## What the task asks
What is the number of lines in the entries that include the word "InvalidBounds"? Respond with the number only.

-------------------------

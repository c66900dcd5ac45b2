#![deny(
    trivial_numeric_casts,
    missing_docs,
    unsafe_code,
    unstable_features,
    unused_import_braces,
    unused_qualifications,
    unused_extern_crates,
    unused_results
)]
#![warn(rust_2021_compatibility, unreachable_pub)]

//! Integer ranges and range sets.
//!
//! An [`IntegerRange`] is an inclusive `[lower, upper]` bound in one of
//! two variants (unsigned or signed); a [`RangeSet`] is an ordered,
//! same-variant collection of ranges. Range sets back enumeration
//! mappings, bit-array flags, and variant/option selector ranges; they
//! are plain value objects with no ownership cycles, frozen once
//! attached to the field class that owns them.

use thiserror::Error;

/// Errors raised while building or mutating a range or range set.
#[derive(Error, Debug, Clone, PartialEq, Eq)]
#[non_exhaustive]
pub enum Error {
    /// `lower` was greater than `upper`.
    #[error("invalid integer range: lower bound {lower} is greater than upper bound {upper}")]
    InvalidBounds {
        /// The lower bound that was supplied.
        lower: i128,
        /// The upper bound that was supplied.
        upper: i128,
    },

    /// A range's signedness does not match the range set it is being
    /// pushed into (or the other range set it is being compared with).
    #[error("signedness mismatch: expected {expected:?}, got {actual:?}")]
    SignednessMismatch {
        /// The signedness the range set was created with.
        expected: Signedness,
        /// The signedness of the value that was rejected.
        actual: Signedness,
    },

    /// A mutating operation was attempted on a frozen range set.
    #[error("range set is frozen and cannot be mutated")]
    Frozen,
}

/// Whether a range or range set holds unsigned (`u64`) or signed
/// (`i64`) bounds.
#[derive(Clone, Copy, Debug, PartialEq, Eq, Hash)]
pub enum Signedness {
    /// Bounds are `u64`.
    Unsigned,
    /// Bounds are `i64`.
    Signed,
}

/// An inclusive `[lower, upper]` integer range, in one of two
/// same-width variants.
#[derive(Clone, Copy, Debug, PartialEq, Eq)]
pub enum IntegerRange {
    /// An unsigned range.
    Unsigned {
        /// Inclusive lower bound.
        lower: u64,
        /// Inclusive upper bound.
        upper: u64,
    },
    /// A signed range.
    Signed {
        /// Inclusive lower bound.
        lower: i64,
        /// Inclusive upper bound.
        upper: i64,
    },
}

impl IntegerRange {
    /// Creates an unsigned range `[lower, upper]`.
    pub fn unsigned(lower: u64, upper: u64) -> Result<Self, Error> {
        if lower > upper {
            return Err(Error::InvalidBounds {
                lower: lower as i128,
                upper: upper as i128,
            });
        }
        Ok(Self::Unsigned { lower, upper })
    }

    /// Creates a signed range `[lower, upper]`.
    pub fn signed(lower: i64, upper: i64) -> Result<Self, Error> {
        if lower > upper {
            return Err(Error::InvalidBounds {
                lower: lower as i128,
                upper: upper as i128,
            });
        }
        Ok(Self::Signed { lower, upper })
    }

    /// A single-value range `[v, v]`.
    pub fn single_unsigned(v: u64) -> Self {
        Self::Unsigned { lower: v, upper: v }
    }

    /// A single-value range `[v, v]`.
    pub fn single_signed(v: i64) -> Self {
        Self::Signed { lower: v, upper: v }
    }

    /// The signedness of this range.
    pub fn signedness(&self) -> Signedness {
        match self {
            IntegerRange::Unsigned { .. } => Signedness::Unsigned,
            IntegerRange::Signed { .. } => Signedness::Signed,
        }
    }

    /// Returns `true` if `value` is a u64 falling within this range.
    ///
    /// Returns `false` (rather than panicking) when called on a signed
    /// range, since a mismatched query is never "in range".
    pub fn contains_unsigned(&self, value: u64) -> bool {
        matches!(self, IntegerRange::Unsigned { lower, upper } if *lower <= value && value <= *upper)
    }

    /// Returns `true` if `value` is an i64 falling within this range.
    pub fn contains_signed(&self, value: i64) -> bool {
        matches!(self, IntegerRange::Signed { lower, upper } if *lower <= value && value <= *upper)
    }

    /// Returns `true` if `self` and `other` overlap.
    ///
    /// # Errors
    ///
    /// Returns [`Error::SignednessMismatch`] if the two ranges are not
    /// of the same variant.
    pub fn overlaps(&self, other: &IntegerRange) -> Result<bool, Error> {
        match (self, other) {
            (IntegerRange::Unsigned { lower: al, upper: au }, IntegerRange::Unsigned { lower: bl, upper: bu }) => {
                Ok(al.max(bl) <= au.min(bu))
            }
            (IntegerRange::Signed { lower: al, upper: au }, IntegerRange::Signed { lower: bl, upper: bu }) => {
                Ok(al.max(bl) <= au.min(bu))
            }
            _ => Err(Error::SignednessMismatch {
                expected: self.signedness(),
                actual: other.signedness(),
            }),
        }
    }
}

/// An ordered collection of same-variant [`IntegerRange`]s.
///
/// Range sets back enumeration mappings, bit-array flags, and
/// variant/option selectors. They support an overlap predicate and are
/// frozen once attached to the field class that owns them (an
/// enumeration mapping, a variant option, or an option field class).
#[derive(Clone, Debug, PartialEq, Eq)]
pub struct RangeSet {
    signedness: Signedness,
    ranges: Vec<IntegerRange>,
    frozen: bool,
}

impl RangeSet {
    /// Creates an empty range set of the given signedness.
    pub fn new(signedness: Signedness) -> Self {
        Self {
            signedness,
            ranges: Vec::new(),
            frozen: false,
        }
    }

    /// Creates a range set from ranges that all share the same
    /// signedness.
    ///
    /// # Errors
    ///
    /// Returns [`Error::SignednessMismatch`] if `ranges` is non-empty
    /// and mixes signedness, or contradicts the one inferred from the
    /// first element.
    pub fn from_ranges(ranges: impl IntoIterator<Item = IntegerRange>) -> Result<Self, Error> {
        let mut iter = ranges.into_iter();
        let Some(first) = iter.next() else {
            return Ok(Self::new(Signedness::Unsigned));
        };
        let mut set = Self::new(first.signedness());
        set.push(first)?;
        for r in iter {
            set.push(r)?;
        }
        Ok(set)
    }

    /// The signedness shared by every range in this set.
    pub fn signedness(&self) -> Signedness {
        self.signedness
    }

    /// Whether this range set has been frozen.
    pub fn is_frozen(&self) -> bool {
        self.frozen
    }

    /// Freezes this range set; subsequent `push` calls fail.
    pub fn freeze(&mut self) {
        self.frozen = true;
    }

    /// Appends a range to the set, in insertion order.
    ///
    /// Overlapping ranges within the same set are always allowed here;
    /// callers that require disjointness (e.g. a variant's options)
    /// enforce it themselves via [`RangeSet::overlaps_with`] before
    /// calling this.
    ///
    /// # Errors
    ///
    /// Returns [`Error::Frozen`] if the set is frozen, or
    /// [`Error::SignednessMismatch`] if `range`'s variant does not
    /// match this set's.
    pub fn push(&mut self, range: IntegerRange) -> Result<(), Error> {
        if self.frozen {
            return Err(Error::Frozen);
        }
        if range.signedness() != self.signedness {
            return Err(Error::SignednessMismatch {
                expected: self.signedness,
                actual: range.signedness(),
            });
        }
        self.ranges.push(range);
        Ok(())
    }

    /// The ranges in insertion order.
    pub fn ranges(&self) -> &[IntegerRange] {
        &self.ranges
    }

    /// Returns `true` if any range in `self` overlaps any range in
    /// `other`.
    ///
    /// # Errors
    ///
    /// Returns [`Error::SignednessMismatch`] if `self` and `other`
    /// don't share a signedness.
    pub fn overlaps_with(&self, other: &RangeSet) -> Result<bool, Error> {
        if self.signedness != other.signedness {
            return Err(Error::SignednessMismatch {
                expected: self.signedness,
                actual: other.signedness,
            });
        }
        for a in &self.ranges {
            for b in &other.ranges {
                // Same signedness was checked above; `overlaps` cannot fail here.
                if a.overlaps(b).unwrap_or(false) {
                    return Ok(true);
                }
            }
        }
        Ok(false)
    }

    /// Returns `true` if `value` is covered by any range in this set.
    pub fn contains_unsigned(&self, value: u64) -> bool {
        self.ranges.iter().any(|r| r.contains_unsigned(value))
    }

    /// Returns `true` if `value` is covered by any range in this set.
    pub fn contains_signed(&self, value: i64) -> bool {
        self.ranges.iter().any(|r| r.contains_signed(value))
    }
}

#[cfg(test)]
mod test {
    use super::*;

    #[test]
    fn rejects_inverted_bounds() {
        assert_eq!(
            IntegerRange::unsigned(5, 3),
            Err(Error::InvalidBounds { lower: 5, upper: 3 })
        );
    }

    #[test]
    fn overlap_predicate() {
        let a = IntegerRange::unsigned(0, 10).unwrap();
        let b = IntegerRange::unsigned(10, 20).unwrap();
        let c = IntegerRange::unsigned(11, 20).unwrap();
        assert!(a.overlaps(&b).unwrap());
        assert!(!a.overlaps(&c).unwrap());
    }

    #[test]
    fn cross_signedness_overlap_errors() {
        let a = IntegerRange::unsigned(0, 10).unwrap();
        let b = IntegerRange::signed(0, 10).unwrap();
        assert!(matches!(a.overlaps(&b), Err(Error::SignednessMismatch { .. })));
    }

    #[test]
    fn range_set_overlap_across_sets() {
        let x = RangeSet::from_ranges([IntegerRange::unsigned(1, 3).unwrap()]).unwrap();
        let y = RangeSet::from_ranges([IntegerRange::unsigned(3, 5).unwrap()]).unwrap();
        let z = RangeSet::from_ranges([IntegerRange::unsigned(4, 5).unwrap()]).unwrap();

        assert!(x.overlaps_with(&y).unwrap());
        assert!(!x.overlaps_with(&z).unwrap());
    }

    #[test]
    fn frozen_set_rejects_push() {
        let mut set = RangeSet::new(Signedness::Unsigned);
        set.freeze();
        assert_eq!(set.push(IntegerRange::unsigned(0, 1).unwrap()), Err(Error::Frozen));
    }

    #[test]
    fn mismatched_push_is_rejected() {
        let mut set = RangeSet::new(Signedness::Unsigned);
        let err = set.push(IntegerRange::signed(0, 1).unwrap()).unwrap_err();
        assert_eq!(
            err,
            Error::SignednessMismatch {
                expected: Signedness::Unsigned,
                actual: Signedness::Signed
            }
        );
    }

    #[test]
    fn contains_predicates() {
        let set = RangeSet::from_ranges([
            IntegerRange::unsigned(0, 3).unwrap(),
            IntegerRange::unsigned(10, 20).unwrap(),
        ])
        .unwrap();

        assert!(set.contains_unsigned(2));
        assert!(set.contains_unsigned(15));
        assert!(!set.contains_unsigned(5));
    }
}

-------------------------

## Final answer
4